Beyond being an environmental and health liability, incineration often fails to deliver its basic services of waste disposal and energy generation in a cost-effective manner. Incineration is the most expensive waste management strategy, with high upfront capital costs and continued high operational costs to cover pollution control, air quality monitoring, wastewater management, and ash disposal.((Moon, D. (2021). The High Cost of Waste Incineration. Global Alliance for Incinerator Alternatives. www.doi.org/10.46556/RPKY2826)) Waste-to-energy can cost as much as USD $190-1200 per tonne of waste handled per year, compared to landfill’s range of USD $5-50 per tonne per year.((Moon, D. (2021). The High Cost of Waste Incineration. Global Alliance for Incinerator Alternatives. www.doi.org/10.46556/RPKY2826))

Incineration is one of the most expensive ways to generate electricity, costing four times as much per unit of energy as solar or onshore wind, twice as much as natural gas, and 25% more than coal.((Moon, D. (2021). The High Cost of Waste Incineration. Global Alliance for Incinerator Alternatives. www.doi.org/10.46556/RPKY2826)) It’s also highly inefficient. After taking the embedded energy in incinerated waste into account, analysis shows that WTE actually wastes more energy than it produces.((Morris, J. (2005). Comparative LCAs for curbside recycling versus either landfilling or incineration with energy recovery (12 pp). The International Journal of Life Cycle Assessment, 10(4), 273-284. https://doi.org/10.1065/lca2004.09.180.10)) High costs and inefficiencies often lead to WTE facility closures, and can end up costing municipalities that use WTE considerable amounts to decommission and find waste management alternatives. Since 2000, 31 municipal solid waste incinerators in the US have closed, largely due to insufficient revenue to cover costs, and in some cases, cities have even been driven to bankruptcy by failed WTE projects.((The New School Tishman Environment and Design Center (2019). U.S. Solid Waste Incinerators: An Industry in Decline. https://grist.org/wp-content/uploads/2020/07/1ad71-cr_gaiareportfinal_05.21.pdf))((Tavernise, S. (2011, October 12). City Council in Harrisburg Files Petition of Bankruptcy.  The New York Times. https://www.nytimes.com/2011/10/13/us/harrisburg-pennsylvania-files-for-bankruptcy.html )) In turn, these costs are assumed by the public through taxes and high garbage bills, further burdening the low-income communities that are often exposed to facility emissions as discussed above.

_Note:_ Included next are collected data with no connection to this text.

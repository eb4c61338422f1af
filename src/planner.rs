//! Next-workout planning - day rotation and least-trained exercise selection

use std::collections::HashSet;

use crate::db::Exercise;
use crate::exercises::MuscleGroup;

/// Default number of exercises picked per muscle group
pub const DEFAULT_PER_GROUP: usize = 10;

/// Day that follows `current` in a routine of `days_per_week` days.
///
/// Days are 1-based, so the last day wraps to 1.
pub fn next_day(current: u32, days_per_week: u32) -> u32 {
    if days_per_week == 0 {
        return 1;
    }
    (current % days_per_week) + 1
}

/// Whether `day` is a valid day number for the routine
pub fn day_in_range(day: u32, days_per_week: u32) -> bool {
    (1..=days_per_week).contains(&day)
}

/// Pick up to `per_group` exercises for every muscle group, least trained first.
///
/// Only exercises flagged as in-routine are considered. Groups keep the order
/// they are given in; a group listed twice is planned once.
pub fn pick_least_trained<'a>(
    exercises: &'a [Exercise],
    muscle_groups: &[MuscleGroup],
    per_group: usize,
) -> Vec<&'a Exercise> {
    let mut seen = HashSet::new();
    let mut picked = Vec::new();

    for group in muscle_groups {
        if !seen.insert(*group) {
            continue;
        }

        let mut candidates: Vec<&Exercise> = exercises
            .iter()
            .filter(|e| e.muscle_group == *group && e.is_in_routine)
            .collect();

        // Ties go to the older exercise so plans are reproducible
        candidates.sort_by_key(|e| (e.times_performed, e.id));
        picked.extend(candidates.into_iter().take(per_group));
    }

    picked
}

All in all, incineration’s environmental and health impacts create new problems for plastic waste management while failing to compete economically with other, less carbon-intensive waste management strategies or energy generation technologies. These factors, coupled with the technology’s reliance on plastic waste make it a poor tool for tackling the plastics crisis.